In Beijing novelist Chan Koonchung talks to In The Studio about the book he is working on. It's a 'speculative literary fiction' about Beijing, but might never be published there.

Chan Koonchung is a bestselling novelist who was born in Shanghai, grew up in Hong Kong and later lived in Taipei. He writes in Chinese yet none of his work is published in China. Even the pirated online version of his most famous book The Fat Years was deleted by the Chinese authorities. Why, then, would he move to Beijing and make his home there?

This is one of the questions Julian May puts to Chan when he meets him for this edition of In the Studio, in the room where he writes, on the 27th floor of a tower block with a balcony overlooking the Chinese capital. The answer is simple - because contemporary Chinese society is his subject. He is driven to write about the people, their lives and the system that governs these.

The Fat Years is a work of dystopian science fiction which investigates the unquestioning happiness of the Chinese and the apparent disappearance of a month - no one seems to remember it - when the country entered a golden age of prosperity, just as the rest of the world faced the financial crisis of 2008.

Chan describes the book he is working on during Julian May's visit as 'speculative literary fiction'. He has not decided on a title, but knows it will contain the name Beijing. There are three main characters - one of whom is a ghost - little else seems fixed.

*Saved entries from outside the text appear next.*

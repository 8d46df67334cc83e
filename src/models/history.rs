use serde::Deserialize;

use super::lenient::text;

/// Social and family history, submitted through the full history form.
///
/// Field names match the form inputs without their `form_` prefix.
#[derive(Debug, Clone, Default, Deserialize)]
pub struct History {
    #[serde(default, deserialize_with = "text")]
    pub tobacco: String,
    #[serde(default, deserialize_with = "text")]
    pub alcohol: String,
    #[serde(default, deserialize_with = "text")]
    pub exercise_patterns: String,
    #[serde(default, deserialize_with = "text")]
    pub recreational_drugs: String,
    #[serde(default, deserialize_with = "text")]
    pub coffee: String,
    #[serde(default, deserialize_with = "text")]
    pub counseling: String,
    #[serde(default, deserialize_with = "text")]
    pub hazardous_activities: String,
    #[serde(default, deserialize_with = "text")]
    pub additional_history: String,

    #[serde(default, deserialize_with = "text")]
    pub history_mother: String,
    #[serde(default, deserialize_with = "text")]
    pub history_father: String,
    #[serde(default, deserialize_with = "text")]
    pub history_siblings: String,
    #[serde(default, deserialize_with = "text")]
    pub history_spouse: String,
    #[serde(default, deserialize_with = "text")]
    pub history_offspring: String,

    #[serde(default, deserialize_with = "text")]
    pub relatives_cancer: String,
    #[serde(default, deserialize_with = "text")]
    pub relatives_diabetes: String,
    #[serde(default, deserialize_with = "text")]
    pub relatives_high_blood_pressure: String,
    #[serde(default, deserialize_with = "text")]
    pub relatives_heart_problems: String,
    #[serde(default, deserialize_with = "text")]
    pub relatives_stroke: String,
    #[serde(default, deserialize_with = "text")]
    pub relatives_epilepsy: String,
    #[serde(default, deserialize_with = "text")]
    pub relatives_mental_illness: String,
    #[serde(default, deserialize_with = "text")]
    pub relatives_suicide: String,
}

impl History {
    /// Every field paired with its key, in form order.
    pub fn fields(&self) -> [(&'static str, &str); 21] {
        [
            ("tobacco", self.tobacco.as_str()),
            ("alcohol", self.alcohol.as_str()),
            ("exercise_patterns", self.exercise_patterns.as_str()),
            ("recreational_drugs", self.recreational_drugs.as_str()),
            ("coffee", self.coffee.as_str()),
            ("counseling", self.counseling.as_str()),
            ("hazardous_activities", self.hazardous_activities.as_str()),
            ("additional_history", self.additional_history.as_str()),
            ("history_mother", self.history_mother.as_str()),
            ("history_father", self.history_father.as_str()),
            ("history_siblings", self.history_siblings.as_str()),
            ("history_spouse", self.history_spouse.as_str()),
            ("history_offspring", self.history_offspring.as_str()),
            ("relatives_cancer", self.relatives_cancer.as_str()),
            ("relatives_diabetes", self.relatives_diabetes.as_str()),
            ("relatives_high_blood_pressure", self.relatives_high_blood_pressure.as_str()),
            ("relatives_heart_problems", self.relatives_heart_problems.as_str()),
            ("relatives_stroke", self.relatives_stroke.as_str()),
            ("relatives_epilepsy", self.relatives_epilepsy.as_str()),
            ("relatives_mental_illness", self.relatives_mental_illness.as_str()),
            ("relatives_suicide", self.relatives_suicide.as_str()),
        ]
    }

    pub fn is_empty(&self) -> bool {
        self.fields().iter().all(|(_, v)| v.trim().is_empty())
    }
}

In his studio, lined from floor to ceiling with books, Chan Koongchung describes the laborious way he works, using three computers - an old Chinese character system PC, a newer online device for checking facts and one other. He gets up every morning, shuts out the bright Beijing sun, or the smog, and writes. He is happy in his vocation, and hopeful, but without any certainty that what he creates will ever see the light of day in the country that is his subject and inspiration.

(Image: Chinese novelist Chan Koonchung, with kind permission)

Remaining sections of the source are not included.